À Tripoli, les immeubles tuent sous le poids de la négligence : “Nous avons vécu ici, nous mourrons ici"

À Tripoli, les immeubles tuent sous le poids de la négligence : “Nous avons vécu ici, nous mourrons ici"


Amnesty International avait tiré la sonnette d'alarme, en février 2024, prévenant que "des milliers de personnes à Tripoli vivent dans des logements dangereux […] dans l'indifférence du gouvernement" d'alors, qui n'a jamais "terminé son enquête sur les bâtiments à risque", lancée un an auparavant.
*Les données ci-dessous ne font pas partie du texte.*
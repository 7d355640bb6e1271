/*
 * obsolete.rs
 * Copyright (C) 2026 The mockmail authors
 *
 * This file is part of mockmail, an in-memory multi-protocol (SMTP/IMAP/POP3) mail
 * server used as a test double.
 *
 * mockmail is free software: you can redistribute it and/or modify
 * it under the terms of the GNU General Public License as published by
 * the Free Software Foundation, either version 3 of the License, or
 * (at your option) any later version.
 *
 * mockmail is distributed in the hope that it will be useful,
 * but WITHOUT ANY WARRANTY; without even the implied warranty of
 * MERCHANTABILITY or FITNESS FOR A PARTICULAR PURPOSE.  See the
 * GNU General Public License for more details.
 *
 * You should have received a copy of the GNU General Public License
 * along with mockmail.  If not, see <http://www.gnu.org/licenses/>.
 */

//! Obsolete but recoverable RFC 5322 structures (section 4.5).

/// Types of obsolete structure detected during parsing.
#[derive(Debug, Clone, Copy, PartialEq, Eq)]
pub enum ObsoleteStructureType {
    ObsoleteDateTimeSyntax,
    ObsoleteAddressSyntax,
    ObsoleteMessageIdSyntax,
}
/*
 * handler.rs
 * Copyright (C) 2026 The mockmail authors
 *
 * This file is part of mockmail, an in-memory multi-protocol (SMTP/IMAP/POP3) mail
 * server used as a test double.
 *
 * mockmail is free software: you can redistribute it and/or modify
 * it under the terms of the GNU General Public License as published by
 * the Free Software Foundation, either version 3 of the License, or
 * (at your option) any later version.
 *
 * mockmail is distributed in the hope that it will be useful,
 * but WITHOUT ANY WARRANTY; without even the implied warranty of
 * MERCHANTABILITY or FITNESS FOR A PARTICULAR PURPOSE.  See the
 * GNU General Public License for more details.
 *
 * You should have received a copy of the GNU General Public License
 * along with mockmail.  If not, see <http://www.gnu.org/licenses/>.
 */

//! RFC 5322 message handler: envelope and structured header callbacks.

use crate::mime::content_id::ContentID;
use crate::mime::handler::MimeParseError;
use chrono::{DateTime, FixedOffset};

use super::email_address::EmailAddress;
use super::obsolete::ObsoleteStructureType;

/// Handler for RFC 5322 message parsing events (extends MIME with envelope headers).
pub trait MessageHandler: crate::mime::MimeHandler {
    /// Unstructured header (e.g. Subject, Comments).
    fn header(&mut self, _name: &str, _value: &str) -> Result<(), MimeParseError> {
        Ok(())
    }

    /// Structured header that could not be parsed.
    fn unexpected_header(&mut self, _name: &str, _value: &str) -> Result<(), MimeParseError> {
        Ok(())
    }

    /// Date header (Date, Resent-Date).
    fn date_header(&mut self, _name: &str, _date: DateTime<FixedOffset>) -> Result<(), MimeParseError> {
        Ok(())
    }

    /// Address header (From, To, Cc, etc.).
    fn address_header(&mut self, _name: &str, _addresses: &[EmailAddress]) -> Result<(), MimeParseError> {
        Ok(())
    }

    /// Message-ID header (Message-ID, References, In-Reply-To).
    fn message_id_header(&mut self, _name: &str, _ids: &[ContentID]) -> Result<(), MimeParseError> {
        Ok(())
    }

    /// Obsolete but recoverable syntax was used.
    fn obsolete_structure(&mut self, _kind: ObsoleteStructureType) -> Result<(), MimeParseError> {
        Ok(())
    }
}
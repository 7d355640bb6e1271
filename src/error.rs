/*
 * error.rs
 * Copyright (C) 2026 The mockmail authors
 *
 * This file is part of mockmail, an in-memory multi-protocol (SMTP/IMAP/POP3) mail
 * server used as a test double.
 *
 * mockmail is free software: you can redistribute it and/or modify
 * it under the terms of the GNU General Public License as published by
 * the Free Software Foundation, either version 3 of the License, or
 * (at your option) any later version.
 *
 * mockmail is distributed in the hope that it will be useful,
 * but WITHOUT ANY WARRANTY; without even the implied warranty of
 * MERCHANTABILITY or FITNESS FOR A PARTICULAR PURPOSE.  See the
 * GNU General Public License for more details.
 *
 * You should have received a copy of the GNU General Public License
 * along with mockmail.  If not, see <http://www.gnu.org/licenses/>.
 */

//! Error kinds shared by the store and the protocol sessions.

use std::fmt;

/// Error raised by the store or by a protocol session.
///
/// Each variant maps to a wire-level response at the protocol layer: `BAD`/`NO` for IMAP,
/// `5xx`/`4xx` for SMTP, `-ERR` for POP3. `Io`, `Protocol`, and `Shutdown` terminate the
/// connection after a best-effort reply; the rest leave the session alive.
#[derive(Debug, thiserror::Error)]
pub enum MailError {
    #[error("protocol error: {0}")]
    Protocol(String),

    #[error("command not allowed in current state: {0}")]
    State(String),

    #[error("authentication failed")]
    AuthFailed,

    #[error("forbidden: {0}")]
    Forbidden(String),

    #[error("not found: {0}")]
    NotFound(String),

    #[error("already exists: {0}")]
    AlreadyExists(String),

    #[error("quota exceeded")]
    QuotaExceeded,

    #[error("io error: {0}")]
    Io(#[from] std::io::Error),

    #[error("server is shutting down")]
    Shutdown,

    #[error("internal invariant violation: {0}")]
    Internal(String),
}

impl MailError {
    pub fn protocol(msg: impl Into<String>) -> Self {
        Self::Protocol(msg.into())
    }

    pub fn state(msg: impl Into<String>) -> Self {
        Self::State(msg.into())
    }

    pub fn forbidden(msg: impl Into<String>) -> Self {
        Self::Forbidden(msg.into())
    }

    pub fn not_found(msg: impl Into<String>) -> Self {
        Self::NotFound(msg.into())
    }

    pub fn already_exists(msg: impl Into<String>) -> Self {
        Self::AlreadyExists(msg.into())
    }

    pub fn internal(msg: impl Into<String>) -> Self {
        Self::Internal(msg.into())
    }

    /// True if this error must terminate the connection rather than just fail the command.
    pub fn is_fatal(&self) -> bool {
        matches!(self, Self::Io(_) | Self::Protocol(_) | Self::Shutdown | Self::Internal(_))
    }
}

pub type MailResult<T> = Result<T, MailError>;

/// Wraps a message for display in a protocol response line; collapses CR/LF so a single
/// reply never spans more than the wire format allows.
pub fn one_line(msg: &str) -> String {
    msg.replace(['\r', '\n'], " ")
}

impl fmt::Display for HumanPhrase<'_> {
    fn fmt(&self, f: &mut fmt::Formatter<'_>) -> fmt::Result {
        write!(f, "{}", one_line(self.0))
    }
}

/// Helper for building a human-readable phrase for IMAP NO/BAD and SMTP reply text.
pub struct HumanPhrase<'a>(pub &'a str);
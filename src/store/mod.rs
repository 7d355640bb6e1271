/*
 * mod.rs
 * Copyright (C) 2026 The mockmail authors
 *
 * This file is part of mockmail, an in-memory multi-protocol (SMTP/IMAP/POP3) mail
 * server used as a test double.
 *
 * mockmail is free software: you can redistribute it and/or modify
 * it under the terms of the GNU General Public License as published by
 * the Free Software Foundation, either version 3 of the License, or
 * (at your option) any later version.
 *
 * mockmail is distributed in the hope that it will be useful,
 * but WITHOUT ANY WARRANTY; without even the implied warranty of
 * MERCHANTABILITY or FITNESS FOR A PARTICULAR PURPOSE.  See the
 * GNU General Public License for more details.
 *
 * You should have received a copy of the GNU General Public License
 * along with mockmail.  If not, see <http://www.gnu.org/licenses/>.
 */

//! In-memory mailbox store: folders, messages, flags, UIDs, SEARCH, and change notification.

mod events;
mod folder;
mod message;
mod search;
mod store;

pub use events::FolderEvent;
pub use folder::{Folder, FolderSnapshot};
pub use message::{canonicalize_crlf, Flag, FlagSet, StoredMessage};
pub use search::{evaluate as search_evaluate, SearchKey};
pub use store::{canonicalize, glob_match, is_valid_name, parent_path, ListEntry, Store, DELIMITER, INBOX};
Marginalisé par l'État au sortir de la guerre civile (1975-1990), Tripoli, deuxième ville du pays avec près de 500 000 habitants et jadis poumon économique du Liban, paie le prix de décennies de négligence généralisée au profit de la capitale, Beyrouth, mais aussi de l'exode rural des régions pauvres qui l'entourent, entre autres. Les seuls quartiers de Bab el-Tebbané, Qobbé ou Dahr el-Moghr, touchés par les effondrements de ces dernières semaines, constitueraient ainsi un réservoir clientéliste de 20 à 25 % d'électeurs, corvéables à merci, en échange de quelques centaines de dollars.